Data to use section start

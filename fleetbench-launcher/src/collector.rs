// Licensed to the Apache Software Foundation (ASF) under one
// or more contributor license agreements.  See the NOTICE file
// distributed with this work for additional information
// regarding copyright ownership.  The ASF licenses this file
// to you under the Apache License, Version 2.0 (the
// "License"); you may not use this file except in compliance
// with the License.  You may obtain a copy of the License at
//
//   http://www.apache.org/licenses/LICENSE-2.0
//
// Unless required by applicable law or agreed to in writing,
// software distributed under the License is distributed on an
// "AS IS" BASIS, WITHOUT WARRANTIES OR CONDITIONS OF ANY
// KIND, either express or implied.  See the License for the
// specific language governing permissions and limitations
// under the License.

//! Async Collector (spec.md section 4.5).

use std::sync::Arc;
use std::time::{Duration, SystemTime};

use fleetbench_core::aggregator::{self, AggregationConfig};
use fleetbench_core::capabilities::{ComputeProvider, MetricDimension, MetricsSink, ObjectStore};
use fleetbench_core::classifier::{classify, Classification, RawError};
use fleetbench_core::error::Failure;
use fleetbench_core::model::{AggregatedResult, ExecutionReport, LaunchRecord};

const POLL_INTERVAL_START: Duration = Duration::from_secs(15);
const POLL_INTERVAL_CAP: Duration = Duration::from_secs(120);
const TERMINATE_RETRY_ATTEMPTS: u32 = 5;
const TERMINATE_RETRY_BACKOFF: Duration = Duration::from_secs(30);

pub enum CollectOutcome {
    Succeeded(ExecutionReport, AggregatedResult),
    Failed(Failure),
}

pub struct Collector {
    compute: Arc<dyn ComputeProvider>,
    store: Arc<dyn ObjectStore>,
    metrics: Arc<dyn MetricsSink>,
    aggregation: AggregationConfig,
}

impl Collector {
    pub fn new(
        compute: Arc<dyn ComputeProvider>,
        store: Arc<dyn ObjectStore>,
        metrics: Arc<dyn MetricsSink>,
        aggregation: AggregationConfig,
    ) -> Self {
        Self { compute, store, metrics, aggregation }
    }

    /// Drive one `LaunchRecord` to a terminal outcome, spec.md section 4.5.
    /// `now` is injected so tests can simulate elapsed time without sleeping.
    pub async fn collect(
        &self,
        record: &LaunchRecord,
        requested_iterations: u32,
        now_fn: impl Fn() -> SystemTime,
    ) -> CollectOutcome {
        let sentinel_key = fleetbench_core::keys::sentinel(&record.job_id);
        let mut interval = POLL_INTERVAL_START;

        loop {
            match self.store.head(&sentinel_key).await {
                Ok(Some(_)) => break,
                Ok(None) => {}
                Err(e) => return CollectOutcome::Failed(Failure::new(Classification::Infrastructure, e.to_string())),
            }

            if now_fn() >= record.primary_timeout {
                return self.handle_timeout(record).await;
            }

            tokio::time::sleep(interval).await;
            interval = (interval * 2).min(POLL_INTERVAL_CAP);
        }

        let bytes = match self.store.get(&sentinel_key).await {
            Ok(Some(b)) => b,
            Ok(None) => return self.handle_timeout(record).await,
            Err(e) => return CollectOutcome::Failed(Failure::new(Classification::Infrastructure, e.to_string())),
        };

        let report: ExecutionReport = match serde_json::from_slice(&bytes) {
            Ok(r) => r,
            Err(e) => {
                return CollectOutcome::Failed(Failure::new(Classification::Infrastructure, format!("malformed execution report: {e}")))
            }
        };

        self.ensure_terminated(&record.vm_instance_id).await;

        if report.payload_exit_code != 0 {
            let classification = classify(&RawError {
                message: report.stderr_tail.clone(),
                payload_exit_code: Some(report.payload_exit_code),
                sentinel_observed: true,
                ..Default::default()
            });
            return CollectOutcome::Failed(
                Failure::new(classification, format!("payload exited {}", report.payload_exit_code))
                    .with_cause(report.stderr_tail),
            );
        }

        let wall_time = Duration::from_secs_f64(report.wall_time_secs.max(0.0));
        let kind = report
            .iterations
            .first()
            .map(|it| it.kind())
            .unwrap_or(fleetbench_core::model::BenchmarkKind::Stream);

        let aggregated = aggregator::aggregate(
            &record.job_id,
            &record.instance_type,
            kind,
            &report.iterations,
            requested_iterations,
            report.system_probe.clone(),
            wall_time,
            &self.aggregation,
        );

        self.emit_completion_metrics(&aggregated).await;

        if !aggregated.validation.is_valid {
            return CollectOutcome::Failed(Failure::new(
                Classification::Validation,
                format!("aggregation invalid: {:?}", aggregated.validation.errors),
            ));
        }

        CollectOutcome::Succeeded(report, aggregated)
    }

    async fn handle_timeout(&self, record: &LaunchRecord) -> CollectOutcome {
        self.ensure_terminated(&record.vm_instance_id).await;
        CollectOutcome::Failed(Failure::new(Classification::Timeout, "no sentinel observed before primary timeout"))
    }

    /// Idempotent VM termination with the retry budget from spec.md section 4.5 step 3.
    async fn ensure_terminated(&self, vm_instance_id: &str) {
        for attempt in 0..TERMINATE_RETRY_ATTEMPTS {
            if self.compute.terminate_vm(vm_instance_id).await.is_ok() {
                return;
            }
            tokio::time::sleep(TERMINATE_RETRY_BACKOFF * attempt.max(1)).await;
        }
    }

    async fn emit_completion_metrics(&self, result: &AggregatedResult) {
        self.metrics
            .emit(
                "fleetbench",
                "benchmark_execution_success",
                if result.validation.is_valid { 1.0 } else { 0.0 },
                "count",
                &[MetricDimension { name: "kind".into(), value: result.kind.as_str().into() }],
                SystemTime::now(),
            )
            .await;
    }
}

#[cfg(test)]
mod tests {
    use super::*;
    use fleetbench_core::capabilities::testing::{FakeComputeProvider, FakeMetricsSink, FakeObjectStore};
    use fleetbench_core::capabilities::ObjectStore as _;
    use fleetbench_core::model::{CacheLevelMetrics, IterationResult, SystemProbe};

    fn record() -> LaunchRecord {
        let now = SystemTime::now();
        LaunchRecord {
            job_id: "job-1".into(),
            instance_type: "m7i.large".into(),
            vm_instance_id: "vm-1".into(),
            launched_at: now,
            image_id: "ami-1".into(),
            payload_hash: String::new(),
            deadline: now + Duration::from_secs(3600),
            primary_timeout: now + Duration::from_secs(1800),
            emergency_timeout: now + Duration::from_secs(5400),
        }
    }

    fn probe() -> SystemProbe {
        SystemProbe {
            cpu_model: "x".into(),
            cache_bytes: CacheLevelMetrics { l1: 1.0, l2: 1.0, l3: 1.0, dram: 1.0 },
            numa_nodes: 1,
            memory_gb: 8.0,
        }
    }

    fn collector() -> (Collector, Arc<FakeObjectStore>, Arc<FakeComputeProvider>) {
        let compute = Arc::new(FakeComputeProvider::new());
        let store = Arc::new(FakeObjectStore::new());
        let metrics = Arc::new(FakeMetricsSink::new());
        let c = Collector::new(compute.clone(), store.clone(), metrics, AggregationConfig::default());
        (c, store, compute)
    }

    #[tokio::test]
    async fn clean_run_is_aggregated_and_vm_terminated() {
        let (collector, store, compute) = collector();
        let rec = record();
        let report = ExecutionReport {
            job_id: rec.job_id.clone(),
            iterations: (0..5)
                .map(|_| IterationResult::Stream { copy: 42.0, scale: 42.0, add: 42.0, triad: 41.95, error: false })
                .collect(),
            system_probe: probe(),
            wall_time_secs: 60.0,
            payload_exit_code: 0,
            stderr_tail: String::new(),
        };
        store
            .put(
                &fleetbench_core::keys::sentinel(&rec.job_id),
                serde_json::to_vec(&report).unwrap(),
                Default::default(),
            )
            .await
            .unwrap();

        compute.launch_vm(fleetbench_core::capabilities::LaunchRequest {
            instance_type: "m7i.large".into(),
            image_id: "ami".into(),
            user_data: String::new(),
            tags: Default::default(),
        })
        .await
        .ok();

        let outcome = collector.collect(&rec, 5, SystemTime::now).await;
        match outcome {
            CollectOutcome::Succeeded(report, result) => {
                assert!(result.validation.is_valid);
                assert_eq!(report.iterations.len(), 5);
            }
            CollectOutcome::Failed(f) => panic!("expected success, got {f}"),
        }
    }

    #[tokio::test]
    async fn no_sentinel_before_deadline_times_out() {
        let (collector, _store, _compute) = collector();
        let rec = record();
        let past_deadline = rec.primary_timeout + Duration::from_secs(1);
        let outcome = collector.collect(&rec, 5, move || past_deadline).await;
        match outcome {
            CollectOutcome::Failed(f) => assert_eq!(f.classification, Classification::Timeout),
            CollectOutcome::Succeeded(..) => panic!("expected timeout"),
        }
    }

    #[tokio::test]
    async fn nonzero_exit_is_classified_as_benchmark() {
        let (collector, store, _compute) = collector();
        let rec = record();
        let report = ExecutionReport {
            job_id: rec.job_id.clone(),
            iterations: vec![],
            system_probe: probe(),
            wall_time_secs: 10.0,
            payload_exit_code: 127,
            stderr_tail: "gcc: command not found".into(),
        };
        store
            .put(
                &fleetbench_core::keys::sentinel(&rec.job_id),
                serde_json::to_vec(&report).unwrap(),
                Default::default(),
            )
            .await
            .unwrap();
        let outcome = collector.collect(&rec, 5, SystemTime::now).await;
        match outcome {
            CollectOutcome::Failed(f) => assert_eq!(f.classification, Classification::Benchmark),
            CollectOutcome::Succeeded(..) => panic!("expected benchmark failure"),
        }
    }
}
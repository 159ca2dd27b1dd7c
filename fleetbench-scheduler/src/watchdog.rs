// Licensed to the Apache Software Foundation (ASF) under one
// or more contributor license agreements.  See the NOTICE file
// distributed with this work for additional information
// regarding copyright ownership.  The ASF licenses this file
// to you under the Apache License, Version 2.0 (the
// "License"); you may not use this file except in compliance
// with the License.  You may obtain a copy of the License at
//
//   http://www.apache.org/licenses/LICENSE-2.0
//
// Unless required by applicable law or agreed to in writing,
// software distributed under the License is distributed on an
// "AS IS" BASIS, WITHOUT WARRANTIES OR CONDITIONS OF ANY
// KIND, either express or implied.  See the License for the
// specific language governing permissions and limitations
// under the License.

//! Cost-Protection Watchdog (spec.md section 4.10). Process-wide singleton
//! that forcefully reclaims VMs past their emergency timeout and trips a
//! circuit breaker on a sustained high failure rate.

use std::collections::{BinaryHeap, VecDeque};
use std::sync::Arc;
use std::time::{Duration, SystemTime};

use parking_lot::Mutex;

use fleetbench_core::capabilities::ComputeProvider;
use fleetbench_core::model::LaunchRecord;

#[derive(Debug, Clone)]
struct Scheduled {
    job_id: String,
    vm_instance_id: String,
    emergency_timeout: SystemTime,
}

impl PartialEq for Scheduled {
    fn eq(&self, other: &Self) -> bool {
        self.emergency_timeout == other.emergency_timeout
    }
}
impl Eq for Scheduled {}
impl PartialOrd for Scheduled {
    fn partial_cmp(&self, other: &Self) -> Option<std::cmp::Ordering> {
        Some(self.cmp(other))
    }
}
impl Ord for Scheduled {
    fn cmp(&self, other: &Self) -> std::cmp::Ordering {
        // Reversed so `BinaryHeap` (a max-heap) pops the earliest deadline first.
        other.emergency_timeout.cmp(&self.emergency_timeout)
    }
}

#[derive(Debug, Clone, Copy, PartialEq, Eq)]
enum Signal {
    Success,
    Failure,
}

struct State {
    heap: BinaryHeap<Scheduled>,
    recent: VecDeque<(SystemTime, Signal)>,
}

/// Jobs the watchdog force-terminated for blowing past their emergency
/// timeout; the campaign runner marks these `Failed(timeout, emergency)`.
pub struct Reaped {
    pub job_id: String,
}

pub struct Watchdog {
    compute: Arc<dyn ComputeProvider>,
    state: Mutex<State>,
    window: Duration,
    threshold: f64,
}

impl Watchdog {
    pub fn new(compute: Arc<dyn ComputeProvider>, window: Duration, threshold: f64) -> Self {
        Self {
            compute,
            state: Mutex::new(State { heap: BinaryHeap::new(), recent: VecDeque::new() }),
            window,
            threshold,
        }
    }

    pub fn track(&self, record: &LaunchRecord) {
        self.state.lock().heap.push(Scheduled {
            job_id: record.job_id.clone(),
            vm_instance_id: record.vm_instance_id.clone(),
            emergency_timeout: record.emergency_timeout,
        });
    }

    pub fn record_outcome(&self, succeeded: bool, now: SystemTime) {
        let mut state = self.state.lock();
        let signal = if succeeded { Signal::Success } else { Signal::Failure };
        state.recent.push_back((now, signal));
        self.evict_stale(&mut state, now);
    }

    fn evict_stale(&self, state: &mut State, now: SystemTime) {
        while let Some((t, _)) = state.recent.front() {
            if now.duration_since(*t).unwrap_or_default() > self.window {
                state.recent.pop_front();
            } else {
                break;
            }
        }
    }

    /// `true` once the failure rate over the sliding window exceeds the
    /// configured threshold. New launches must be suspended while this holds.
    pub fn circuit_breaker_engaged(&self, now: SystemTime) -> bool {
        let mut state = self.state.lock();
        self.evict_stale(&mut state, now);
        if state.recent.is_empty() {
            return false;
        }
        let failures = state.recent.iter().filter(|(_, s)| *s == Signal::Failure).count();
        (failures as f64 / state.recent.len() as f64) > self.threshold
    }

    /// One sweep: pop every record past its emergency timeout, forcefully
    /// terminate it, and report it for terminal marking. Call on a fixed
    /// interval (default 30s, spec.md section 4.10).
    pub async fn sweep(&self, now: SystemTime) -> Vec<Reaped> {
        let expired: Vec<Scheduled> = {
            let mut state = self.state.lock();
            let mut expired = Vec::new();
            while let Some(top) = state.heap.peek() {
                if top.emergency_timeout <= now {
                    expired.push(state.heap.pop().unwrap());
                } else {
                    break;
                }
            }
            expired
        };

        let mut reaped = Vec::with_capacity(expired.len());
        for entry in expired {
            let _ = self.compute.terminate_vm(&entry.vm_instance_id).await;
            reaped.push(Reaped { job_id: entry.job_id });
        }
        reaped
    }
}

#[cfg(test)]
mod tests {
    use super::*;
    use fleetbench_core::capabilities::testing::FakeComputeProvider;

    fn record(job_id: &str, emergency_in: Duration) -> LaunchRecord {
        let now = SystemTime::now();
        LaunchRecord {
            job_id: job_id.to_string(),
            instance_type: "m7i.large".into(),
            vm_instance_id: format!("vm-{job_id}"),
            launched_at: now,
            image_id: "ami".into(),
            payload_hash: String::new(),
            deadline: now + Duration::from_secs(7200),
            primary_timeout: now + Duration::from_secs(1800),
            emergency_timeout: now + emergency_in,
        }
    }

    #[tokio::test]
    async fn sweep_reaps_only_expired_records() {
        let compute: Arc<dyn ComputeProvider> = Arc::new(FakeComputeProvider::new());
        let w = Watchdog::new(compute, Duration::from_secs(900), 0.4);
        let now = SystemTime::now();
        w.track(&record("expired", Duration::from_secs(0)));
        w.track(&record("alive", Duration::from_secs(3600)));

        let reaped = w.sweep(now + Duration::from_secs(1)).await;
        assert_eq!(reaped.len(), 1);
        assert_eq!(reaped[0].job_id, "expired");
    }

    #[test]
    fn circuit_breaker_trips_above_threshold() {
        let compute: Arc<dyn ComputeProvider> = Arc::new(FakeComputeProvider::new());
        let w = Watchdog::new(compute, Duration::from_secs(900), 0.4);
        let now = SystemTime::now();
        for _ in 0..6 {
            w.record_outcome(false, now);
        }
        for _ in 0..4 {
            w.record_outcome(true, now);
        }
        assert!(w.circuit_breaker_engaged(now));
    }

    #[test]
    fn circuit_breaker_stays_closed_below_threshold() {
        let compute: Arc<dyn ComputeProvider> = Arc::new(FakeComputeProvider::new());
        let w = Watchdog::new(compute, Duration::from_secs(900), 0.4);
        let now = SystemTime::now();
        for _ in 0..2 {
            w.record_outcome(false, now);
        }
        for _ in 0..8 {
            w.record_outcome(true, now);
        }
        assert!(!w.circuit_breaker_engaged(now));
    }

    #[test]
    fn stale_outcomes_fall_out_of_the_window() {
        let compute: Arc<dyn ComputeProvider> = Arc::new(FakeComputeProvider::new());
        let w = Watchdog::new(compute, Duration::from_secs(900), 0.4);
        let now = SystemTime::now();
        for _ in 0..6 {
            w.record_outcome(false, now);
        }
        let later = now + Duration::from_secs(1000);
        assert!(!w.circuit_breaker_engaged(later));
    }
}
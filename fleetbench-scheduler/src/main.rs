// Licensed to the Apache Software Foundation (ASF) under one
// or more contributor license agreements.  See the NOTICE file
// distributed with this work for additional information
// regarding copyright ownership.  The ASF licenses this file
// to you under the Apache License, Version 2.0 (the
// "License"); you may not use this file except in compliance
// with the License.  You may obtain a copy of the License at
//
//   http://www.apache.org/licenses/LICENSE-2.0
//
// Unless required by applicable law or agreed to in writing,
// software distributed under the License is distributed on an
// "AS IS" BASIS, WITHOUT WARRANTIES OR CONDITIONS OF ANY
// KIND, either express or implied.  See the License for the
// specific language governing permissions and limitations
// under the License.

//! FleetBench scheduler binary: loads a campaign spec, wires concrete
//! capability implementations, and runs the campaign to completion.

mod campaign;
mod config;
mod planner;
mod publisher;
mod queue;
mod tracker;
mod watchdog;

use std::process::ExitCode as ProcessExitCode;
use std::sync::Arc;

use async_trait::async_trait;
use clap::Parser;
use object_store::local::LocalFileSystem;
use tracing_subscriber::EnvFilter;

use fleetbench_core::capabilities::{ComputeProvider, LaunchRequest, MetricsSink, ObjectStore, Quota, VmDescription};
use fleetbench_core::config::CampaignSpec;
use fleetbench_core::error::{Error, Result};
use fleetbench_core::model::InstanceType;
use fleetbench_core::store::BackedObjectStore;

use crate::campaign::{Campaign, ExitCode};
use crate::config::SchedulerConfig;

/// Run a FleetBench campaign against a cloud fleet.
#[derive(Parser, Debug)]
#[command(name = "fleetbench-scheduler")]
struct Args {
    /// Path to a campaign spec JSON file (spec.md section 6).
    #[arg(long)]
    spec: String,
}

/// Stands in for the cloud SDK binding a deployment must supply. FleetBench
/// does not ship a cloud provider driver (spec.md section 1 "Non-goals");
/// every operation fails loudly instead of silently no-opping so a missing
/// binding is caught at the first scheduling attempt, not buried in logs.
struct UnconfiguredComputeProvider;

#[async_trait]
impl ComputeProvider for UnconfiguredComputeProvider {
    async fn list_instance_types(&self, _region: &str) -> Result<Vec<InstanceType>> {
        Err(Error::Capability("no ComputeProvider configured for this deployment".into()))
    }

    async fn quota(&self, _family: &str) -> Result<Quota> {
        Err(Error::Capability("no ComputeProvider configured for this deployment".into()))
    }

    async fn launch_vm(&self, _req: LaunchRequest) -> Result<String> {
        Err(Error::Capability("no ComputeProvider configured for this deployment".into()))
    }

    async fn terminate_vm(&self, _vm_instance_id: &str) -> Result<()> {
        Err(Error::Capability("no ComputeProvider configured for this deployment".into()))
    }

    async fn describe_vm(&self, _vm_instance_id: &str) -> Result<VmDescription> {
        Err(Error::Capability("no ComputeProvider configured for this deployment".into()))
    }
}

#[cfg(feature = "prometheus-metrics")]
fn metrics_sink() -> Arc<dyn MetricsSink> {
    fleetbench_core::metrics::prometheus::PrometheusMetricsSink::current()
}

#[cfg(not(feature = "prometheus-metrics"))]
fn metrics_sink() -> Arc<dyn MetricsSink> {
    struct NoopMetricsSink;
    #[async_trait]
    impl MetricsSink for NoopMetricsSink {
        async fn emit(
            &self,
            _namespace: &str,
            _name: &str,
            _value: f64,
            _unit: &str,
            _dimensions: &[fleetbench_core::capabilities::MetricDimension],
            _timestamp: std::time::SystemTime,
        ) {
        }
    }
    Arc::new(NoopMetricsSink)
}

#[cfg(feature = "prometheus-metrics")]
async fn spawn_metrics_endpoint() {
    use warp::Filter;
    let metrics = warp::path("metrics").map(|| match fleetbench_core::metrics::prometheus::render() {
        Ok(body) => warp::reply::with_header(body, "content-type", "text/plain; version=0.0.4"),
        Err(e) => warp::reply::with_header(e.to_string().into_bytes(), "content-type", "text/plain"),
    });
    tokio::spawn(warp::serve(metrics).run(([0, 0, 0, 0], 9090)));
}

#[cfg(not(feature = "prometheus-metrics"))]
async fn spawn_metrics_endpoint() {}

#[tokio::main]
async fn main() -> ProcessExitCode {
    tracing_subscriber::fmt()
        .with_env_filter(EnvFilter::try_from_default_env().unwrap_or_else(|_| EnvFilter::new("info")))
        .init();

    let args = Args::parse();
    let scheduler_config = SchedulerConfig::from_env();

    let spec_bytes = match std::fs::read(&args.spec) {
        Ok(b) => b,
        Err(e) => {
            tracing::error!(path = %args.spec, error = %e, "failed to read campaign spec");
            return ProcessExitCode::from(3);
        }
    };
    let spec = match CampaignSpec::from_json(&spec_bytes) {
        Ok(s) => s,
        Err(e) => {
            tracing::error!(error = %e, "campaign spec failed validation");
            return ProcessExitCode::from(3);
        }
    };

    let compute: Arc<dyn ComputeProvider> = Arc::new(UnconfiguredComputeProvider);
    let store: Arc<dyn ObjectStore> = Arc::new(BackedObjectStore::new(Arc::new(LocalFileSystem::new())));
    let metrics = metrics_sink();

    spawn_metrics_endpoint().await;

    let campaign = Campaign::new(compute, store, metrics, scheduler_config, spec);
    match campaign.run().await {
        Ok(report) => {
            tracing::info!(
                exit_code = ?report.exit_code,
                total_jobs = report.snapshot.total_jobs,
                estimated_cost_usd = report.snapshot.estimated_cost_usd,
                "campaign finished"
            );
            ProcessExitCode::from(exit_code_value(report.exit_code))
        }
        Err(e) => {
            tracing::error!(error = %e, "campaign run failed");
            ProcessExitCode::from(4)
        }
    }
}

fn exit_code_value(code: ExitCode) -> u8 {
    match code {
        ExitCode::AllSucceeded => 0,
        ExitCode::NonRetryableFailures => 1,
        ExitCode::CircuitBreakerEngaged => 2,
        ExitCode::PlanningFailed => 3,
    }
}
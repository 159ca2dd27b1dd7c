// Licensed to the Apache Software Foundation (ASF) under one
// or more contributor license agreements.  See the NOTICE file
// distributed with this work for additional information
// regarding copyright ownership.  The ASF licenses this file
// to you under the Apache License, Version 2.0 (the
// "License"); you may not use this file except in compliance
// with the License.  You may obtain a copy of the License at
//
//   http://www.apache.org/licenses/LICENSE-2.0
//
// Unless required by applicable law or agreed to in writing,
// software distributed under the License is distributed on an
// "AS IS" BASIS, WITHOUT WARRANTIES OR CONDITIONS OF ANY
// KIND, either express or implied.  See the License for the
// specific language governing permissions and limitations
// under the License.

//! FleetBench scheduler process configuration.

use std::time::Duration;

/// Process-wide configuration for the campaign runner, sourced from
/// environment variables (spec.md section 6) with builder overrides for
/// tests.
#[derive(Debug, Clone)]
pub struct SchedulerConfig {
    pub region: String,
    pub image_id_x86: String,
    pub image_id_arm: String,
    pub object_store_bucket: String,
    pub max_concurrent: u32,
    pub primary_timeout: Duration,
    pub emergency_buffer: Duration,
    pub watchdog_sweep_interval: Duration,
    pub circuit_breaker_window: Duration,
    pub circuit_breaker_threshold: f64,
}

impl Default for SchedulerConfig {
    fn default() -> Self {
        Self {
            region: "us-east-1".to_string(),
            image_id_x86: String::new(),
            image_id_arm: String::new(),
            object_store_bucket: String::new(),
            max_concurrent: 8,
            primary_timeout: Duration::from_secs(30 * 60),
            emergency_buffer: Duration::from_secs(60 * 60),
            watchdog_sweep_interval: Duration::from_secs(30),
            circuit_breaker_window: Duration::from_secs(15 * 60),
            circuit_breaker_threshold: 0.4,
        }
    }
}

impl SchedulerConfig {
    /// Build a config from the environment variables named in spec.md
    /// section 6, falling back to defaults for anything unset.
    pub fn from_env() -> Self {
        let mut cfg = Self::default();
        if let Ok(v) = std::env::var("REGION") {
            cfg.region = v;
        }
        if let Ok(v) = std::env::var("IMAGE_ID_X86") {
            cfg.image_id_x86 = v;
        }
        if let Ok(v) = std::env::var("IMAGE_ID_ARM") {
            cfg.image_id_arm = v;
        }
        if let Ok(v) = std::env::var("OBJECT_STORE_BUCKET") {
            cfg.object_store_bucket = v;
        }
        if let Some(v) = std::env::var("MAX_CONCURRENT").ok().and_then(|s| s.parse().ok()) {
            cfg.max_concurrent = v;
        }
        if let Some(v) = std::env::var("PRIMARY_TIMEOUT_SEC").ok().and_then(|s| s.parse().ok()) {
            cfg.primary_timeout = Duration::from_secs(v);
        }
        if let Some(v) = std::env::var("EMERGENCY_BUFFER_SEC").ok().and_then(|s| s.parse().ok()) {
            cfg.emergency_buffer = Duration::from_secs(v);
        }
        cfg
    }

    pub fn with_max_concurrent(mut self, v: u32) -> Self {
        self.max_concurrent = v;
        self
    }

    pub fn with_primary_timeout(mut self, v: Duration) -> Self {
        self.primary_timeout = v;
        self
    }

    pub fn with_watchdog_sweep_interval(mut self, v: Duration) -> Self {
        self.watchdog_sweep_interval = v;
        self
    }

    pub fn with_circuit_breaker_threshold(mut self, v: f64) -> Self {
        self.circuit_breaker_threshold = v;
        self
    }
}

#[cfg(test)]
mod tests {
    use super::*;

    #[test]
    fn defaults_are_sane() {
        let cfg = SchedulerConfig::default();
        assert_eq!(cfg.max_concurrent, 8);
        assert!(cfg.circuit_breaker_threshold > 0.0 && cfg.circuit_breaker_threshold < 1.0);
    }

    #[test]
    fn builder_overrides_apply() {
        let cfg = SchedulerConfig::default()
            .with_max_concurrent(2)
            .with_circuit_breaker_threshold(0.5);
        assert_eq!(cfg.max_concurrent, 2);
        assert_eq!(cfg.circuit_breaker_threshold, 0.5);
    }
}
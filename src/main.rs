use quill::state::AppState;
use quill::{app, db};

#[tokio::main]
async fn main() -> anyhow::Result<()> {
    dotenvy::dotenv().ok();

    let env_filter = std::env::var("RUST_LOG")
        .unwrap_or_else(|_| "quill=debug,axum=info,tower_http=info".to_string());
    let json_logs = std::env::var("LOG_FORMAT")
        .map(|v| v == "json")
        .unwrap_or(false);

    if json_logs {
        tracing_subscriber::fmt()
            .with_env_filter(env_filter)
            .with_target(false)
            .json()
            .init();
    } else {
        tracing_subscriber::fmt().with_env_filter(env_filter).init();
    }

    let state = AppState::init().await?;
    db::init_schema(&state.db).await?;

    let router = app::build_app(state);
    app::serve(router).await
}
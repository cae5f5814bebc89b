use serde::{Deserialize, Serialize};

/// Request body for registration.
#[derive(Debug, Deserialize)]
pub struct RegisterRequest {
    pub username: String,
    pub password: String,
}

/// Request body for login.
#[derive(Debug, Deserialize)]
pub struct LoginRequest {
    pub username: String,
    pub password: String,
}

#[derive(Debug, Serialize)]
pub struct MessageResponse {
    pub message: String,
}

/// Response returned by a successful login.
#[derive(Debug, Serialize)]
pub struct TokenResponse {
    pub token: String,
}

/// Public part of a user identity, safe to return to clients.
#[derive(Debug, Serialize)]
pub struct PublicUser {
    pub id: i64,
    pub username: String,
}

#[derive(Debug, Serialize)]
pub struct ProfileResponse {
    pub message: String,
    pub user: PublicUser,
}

Data to use section end

*Problem details*
Line count for the word "panic": tally the lines in the records that include it and give only the result.

*Written answer*
3